Extracorporeal membrane oxygenation system as a bridge to reparative surgery in ventricular septal defect complicating acute inferoposterior myocardial infarction

Affiliations
Case Reports

Extracorporeal membrane oxygenation system as a bridge to reparative surgery in ventricular septal defect complicating acute inferoposterior myocardial infarction

Jose Rozado et al. J Thorac Dis. 2017 Sep.

Abstract

Post-infarction ventricular septal defect (VSD) is a rare but potentially lethal complication of acute myocardial infarction. Medical management is usually futile, so definitive surgery remains the treatment of choice but the risk surgery is very high and the optimal timing for surgery is still under debate. A 55-year-old man with no previous medical history attended the emergency-room for 12 h evolution of oppressive chest pain and strong anginal pain 7 days ago. On physical examination, blood pressure was 96/70 mmHg, pansystolic murmur over left sternal border without pulmonary crackles. An electrocardiogram revealed sinus rhythm 110 bpm, elevation ST and Q in inferior-posterior leads. Transthoracic echocardiogram showed inferoposterior akinesia, posterior-basal septal rupture (2 cm × 2 cm) with left-right shunt.
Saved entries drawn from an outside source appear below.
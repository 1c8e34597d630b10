//! The identifier octets of a BER encoded value.
//!
//! This is a private module. Its public items are re-exported by the parent.

use std::fmt;
use crate::encode::Target;


//------------ Tag -----------------------------------------------------------

/// The tag of a BER encoded value.
///
/// Each BER encoded value starts with a sequence of one or more octets called
/// the _identifier octets._ They encode the class of the tag, its number,
/// and whether the value uses primitive or constructed encoding. Unlike in
/// plain ASN.1, the `Tag` type includes the last bit: grammars dispatch on
/// the complete identifier, so `[0]` as an explicit wrapper and `[0]` as an
/// implicitly tagged OCTET STRING are different tags.
///
/// # Limitations
///
/// Only the low-tag-number form is supported, i.e., tag numbers between 0
/// and 30 that fit into a single identifier octet. None of the protocol
/// structures we decode need more.
//
//  The tag is stored as the single identifier octet.
#[derive(Clone, Copy, Eq, Hash, Ord, PartialEq, PartialOrd)]
#[repr(transparent)]
pub struct Tag(u8);

impl Tag {
    /// The mask for checking the class.
    const CLASS_MASK: u8 = 0xc0;

    /// The bit marking constructed encoding.
    const CONSTRUCTED_MASK: u8 = 0x20;

    /// The mask for the tag number.
    ///
    /// If all five bits are set, the high-tag-number form is used.
    const NUMBER_MASK: u8 = 0x1f;

    /// The largest tag number of the low-tag-number form.
    pub const MAX_NUMBER: u8 = 0x1e;

    //--- Universal Tags
    //
    // See clause 8.4 of X.690.

    /// The tag for the BOOLEAN type, UNIVERSAL 1.
    pub const BOOLEAN: Self = Self::universal(1);

    /// The tag for the INTEGER type, UNIVERSAL 2.
    pub const INTEGER: Self = Self::universal(2);

    /// The tag for the BIT STRING type, UNIVERSAL 3.
    pub const BIT_STRING: Self = Self::universal(3);

    /// The tag for the OCTET STRING type, UNIVERSAL 4.
    pub const OCTET_STRING: Self = Self::universal(4);

    /// The tag for the NULL type, UNIVERSAL 5.
    pub const NULL: Self = Self::universal(5);

    /// The tag for the ENUMERATED type, UNIVERSAL 10.
    pub const ENUMERATED: Self = Self::universal(10);

    /// The tag for the UTF8String type, UNIVERSAL 12.
    pub const UTF8_STRING: Self = Self::universal(12);

    /// The tag for the SEQUENCE and SEQUENCE OF types, UNIVERSAL 16.
    ///
    /// This is always constructed.
    pub const SEQUENCE: Self = Self::new(Class::Universal, true, 16);

    /// The tag for the SET and SET OF types, UNIVERSAL 17.
    ///
    /// This is always constructed.
    pub const SET: Self = Self::new(Class::Universal, true, 17);

    /// The tag for the IA5String type, UNIVERSAL 22.
    pub const IA5_STRING: Self = Self::universal(22);

    /// The tag for the GeneralizedTime type, UNIVERSAL 24.
    pub const GENERALIZED_TIME: Self = Self::universal(24);

    /// The tag for the GeneralString type, UNIVERSAL 27.
    pub const GENERAL_STRING: Self = Self::universal(27);
}

impl Tag {
    /// Creates a tag from its class, encoding, and number.
    ///
    /// # Panics
    ///
    /// The function panics if `number` is greater than `Tag::MAX_NUMBER`.
    /// Since tags are almost always constants, this happens at compile
    /// time.
    pub const fn new(class: Class, constructed: bool, number: u8) -> Self {
        assert!(number <= Tag::MAX_NUMBER, "high tag numbers not supported");
        let first = if constructed {
            class.into_u8() | Tag::CONSTRUCTED_MASK
        }
        else {
            class.into_u8()
        };
        Tag(first | number)
    }

    /// Creates a primitive tag in the universal class.
    const fn universal(number: u8) -> Self {
        Self::new(Class::Universal, false, number)
    }

    /// Creates a constructed context specific tag.
    ///
    /// This is the tag of an explicitly tagged field `[number]`.
    pub const fn ctx(number: u8) -> Self {
        Self::new(Class::Context, true, number)
    }

    /// Creates a primitive context specific tag.
    ///
    /// This is the tag of an implicitly tagged primitive field.
    pub const fn ctx_primitive(number: u8) -> Self {
        Self::new(Class::Context, false, number)
    }

    /// Creates a constructed application tag.
    pub const fn application(number: u8) -> Self {
        Self::new(Class::Application, true, number)
    }

    /// Creates a primitive application tag.
    pub const fn application_primitive(number: u8) -> Self {
        Self::new(Class::Application, false, number)
    }

    /// Creates a tag from an identifier octet.
    ///
    /// Returns `None` if the octet announces the high-tag-number form.
    pub const fn from_octet(octet: u8) -> Option<Self> {
        if octet & Tag::NUMBER_MASK == Tag::NUMBER_MASK {
            None
        }
        else {
            Some(Tag(octet))
        }
    }

    /// Returns the identifier octet.
    pub const fn to_octet(self) -> u8 {
        self.0
    }

    /// Returns the class of the tag.
    pub const fn class(self) -> Class {
        Class::from_u8(self.0)
    }

    /// Returns whether the value is encoded in constructed form.
    pub const fn is_constructed(self) -> bool {
        self.0 & Tag::CONSTRUCTED_MASK != 0
    }

    /// Returns the number of the tag.
    pub const fn number(self) -> u8 {
        self.0 & Tag::NUMBER_MASK
    }

    /// Returns the same tag with constructed encoding.
    pub const fn into_constructed(self) -> Self {
        Tag(self.0 | Tag::CONSTRUCTED_MASK)
    }

    /// Returns the same tag with primitive encoding.
    pub const fn into_primitive(self) -> Self {
        Tag(self.0 & !Tag::CONSTRUCTED_MASK)
    }

    /// Returns the number of octets of the encoded form of the tag.
    pub const fn encoded_len(self) -> usize {
        1
    }

    /// Writes the identifier octet to a target.
    pub fn write_encoded<T: Target>(self, target: &mut T) {
        target.append_u8(self.0)
    }
}

impl fmt::Display for Tag {
    fn fmt(&self, f: &mut fmt::Formatter) -> fmt::Result {
        match self.into_primitive() {
            Tag::BOOLEAN => write!(f, "BOOLEAN"),
            Tag::INTEGER => write!(f, "INTEGER"),
            Tag::BIT_STRING => write!(f, "BIT STRING"),
            Tag::OCTET_STRING => write!(f, "OCTET STRING"),
            Tag::NULL => write!(f, "NULL"),
            Tag::ENUMERATED => write!(f, "ENUMERATED"),
            Tag::UTF8_STRING => write!(f, "UTF8String"),
            tag if tag == Tag::SEQUENCE.into_primitive() => {
                write!(f, "SEQUENCE")
            }
            tag if tag == Tag::SET.into_primitive() => write!(f, "SET"),
            Tag::IA5_STRING => write!(f, "IA5String"),
            Tag::GENERALIZED_TIME => write!(f, "GeneralizedTime"),
            Tag::GENERAL_STRING => write!(f, "GeneralString"),
            tag => {
                match tag.class() {
                    Class::Universal => write!(f, "[UNIVERSAL ")?,
                    Class::Application => write!(f, "[APPLICATION ")?,
                    Class::Context => write!(f, "[")?,
                    Class::Private => write!(f, "[PRIVATE ")?,
                }
                write!(f, "{}]", tag.number())
            }
        }
    }
}

impl fmt::Debug for Tag {
    fn fmt(&self, f: &mut fmt::Formatter) -> fmt::Result {
        write!(f, "Tag({} - 0x{:02x})", self, self.0)
    }
}


//------------ Class ---------------------------------------------------------

/// The class of a tag.
#[derive(Clone, Copy, Debug, Eq, Hash, PartialEq)]
pub enum Class {
    Universal,
    Application,
    Context,
    Private,
}

impl Class {
    const fn from_u8(octet: u8) -> Self {
        match octet & Tag::CLASS_MASK {
            0x00 => Self::Universal,
            0x40 => Self::Application,
            0x80 => Self::Context,
            _ => Self::Private
        }
    }

    const fn into_u8(self) -> u8 {
        match self {
            Self::Universal => 0x00,
            Self::Application => 0x40,
            Self::Context => 0x80,
            Self::Private => 0xC0,
        }
    }
}


//============ Tests =========================================================

#[cfg(test)]
mod test {
    use super::*;

    #[test]
    fn identifier_octets() {
        assert_eq!(Tag::SEQUENCE.to_octet(), 0x30);
        assert_eq!(Tag::INTEGER.to_octet(), 0x02);
        assert_eq!(Tag::ctx(0).to_octet(), 0xa0);
        assert_eq!(Tag::ctx(3).to_octet(), 0xa3);
        assert_eq!(Tag::ctx_primitive(0).to_octet(), 0x80);
        assert_eq!(Tag::application(1).to_octet(), 0x61);
        assert_eq!(Tag::application(10).to_octet(), 0x6a);
        assert_eq!(Tag::application_primitive(2).to_octet(), 0x42);
    }

    #[test]
    fn parts() {
        for (class, octet) in [
            (Class::Universal, 0x00), (Class::Application, 0x40),
            (Class::Context, 0x80), (Class::Private, 0xc0),
        ] {
            for number in [0, 1, 15, Tag::MAX_NUMBER] {
                let tag = Tag::new(class, true, number);
                assert_eq!(tag.class(), class);
                assert_eq!(tag.number(), number);
                assert!(tag.is_constructed());
                assert_eq!(tag.to_octet(), octet | 0x20 | number);
                assert!(!tag.into_primitive().is_constructed());
                assert_eq!(Tag::from_octet(tag.to_octet()), Some(tag));
            }
        }
    }

    #[test]
    fn high_tag_number_form() {
        assert_eq!(Tag::from_octet(0x1f), None);
        assert_eq!(Tag::from_octet(0xbf), None);
        assert_eq!(Tag::from_octet(0x1e), Some(Tag::new(
            Class::Universal, false, 30
        )));
    }

    #[test]
    fn display() {
        assert_eq!(Tag::SEQUENCE.to_string(), "SEQUENCE");
        assert_eq!(Tag::OCTET_STRING.to_string(), "OCTET STRING");
        assert_eq!(Tag::ctx(2).to_string(), "[2]");
        assert_eq!(Tag::application(1).to_string(), "[APPLICATION 1]");
    }
}
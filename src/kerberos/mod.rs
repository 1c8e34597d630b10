//! Kerberos messages.
//!
//! This module contains the types and grammars for the Kerberos structures
//! a KDC needs to decode requests as defined in [RFC 4120] as well as the
//! data of the set/change password protocol from [RFC 3244].
//!
//! Each type comes with a grammar in a static of the type’s name in upper
//! case, e.g., [`ENCRYPTION_KEY`] for [`EncryptionKey`]. The grammars of
//! the larger structures refer to those of the smaller ones, so decoding a
//! [`KdcReq`] with a [`Decoder`][crate::decode::Decoder] using [`KDC_REQ`]
//! produces the complete request. All types implement
//! [`Encode`][crate::encode::Encode] for the way back.
//!
//! Kerberos doesn’t do any cryptography here. Encrypted parts are kept as
//! opaque octets.
//!
//! [RFC 4120]: https://tools.ietf.org/html/rfc4120
//! [RFC 3244]: https://tools.ietf.org/html/rfc3244

pub use self::changepw::{
    CHANGE_PASSWD_DATA, ChangePasswdData, ChangePasswdDataState,
};
pub use self::flags::KerberosFlags;
pub use self::kdc_req::{
    HOST_ADDRESS, KDC_REQ, KDC_REQ_BODY, PA_DATA,
    HostAddress, HostAddressState, KdcReq, KdcReqBody, KdcReqBodyState,
    KdcReqState, PaData, PaDataState,
};
pub use self::key::{
    ENCRYPTED_DATA, ENCRYPTION_KEY, EncryptedData, EncryptedDataState,
    EncryptionKey, EncryptionKeyState,
};
pub use self::principal::{PRINCIPAL_NAME, PrincipalName, PrincipalNameState};
pub use self::ticket::{TICKET, Ticket, TicketState};

mod changepw;
mod flags;
mod kdc_req;
mod key;
mod principal;
mod ticket;

use crate::decode::{FieldError, Primitive};


//------------ Constants -----------------------------------------------------

/// The protocol version number.
///
/// This is the only value allowed for `pvno` and `tkt-vno`.
pub const PVNO: i32 = 5;


//------------ MessageType ---------------------------------------------------

/// The type of a KDC request.
///
/// The value is both the number of the application tag of the request and
/// the value of its `msg-type` field.
#[derive(Clone, Copy, Debug, Default, Eq, Hash, PartialEq)]
pub enum MessageType {
    /// An initial authentication request.
    #[default]
    AsReq,

    /// A ticket granting service request.
    TgsReq,
}

impl MessageType {
    /// Returns the integer value of the message type.
    pub fn to_i32(self) -> i32 {
        match self {
            MessageType::AsReq => 10,
            MessageType::TgsReq => 12,
        }
    }

    /// Returns the message type for an integer value.
    pub fn from_i32(value: i32) -> Option<Self> {
        match value {
            10 => Some(MessageType::AsReq),
            12 => Some(MessageType::TgsReq),
            _ => None
        }
    }
}


//------------ Helpers for actions -------------------------------------------

/// Decodes a protocol version number which must be 5.
fn check_pvno(prim: &Primitive) -> Result<(), FieldError> {
    if prim.to_i32()? == PVNO {
        Ok(())
    }
    else {
        Err(FieldError::Unexpected("protocol version must be 5"))
    }
}

/// Decodes a KerberosString.
///
/// This is a GeneralString restricted to IA5 characters.
fn kerberos_string(prim: &Primitive) -> Result<String, FieldError> {
    prim.to_ia5()
}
Suspecting VSD in inferior-posterior acute myocardial infarction evolved, we performed emergency coronarography with 3-vessels disease and complete subacute occlusion of the mid segment of the right coronary artery. Left ventriculography demonstrated shunting of contrast from the left ventricule to the right ventricule. He was rejected for heart transplantation because of his age. Considering the high surgical risk to early surgery and his hemodynamic and clinical stability, delayed surgical treatment is decided, and 4 days after admission the patient suffered hemodynamic instability so venoarterial extracorporeal membrane oxygenation system (ECMO) is implanted as a bridge to reparative surgery. The 9th day after admission double bypass, interventricular defect repair with pericardial two-patch exclusion technique, and ECMO decannulation were performed. The patient's postoperative course was free of complications and was discharged 10 days post VSD repair surgery. Follow-up 3-month later revealed the patient to be in good functional status and good image outcome with intact interventricular septal patch without shunt. ECMO as a bridge to reparative surgery in postinfarction VSD is an adequate option to stabilize patients until surgery.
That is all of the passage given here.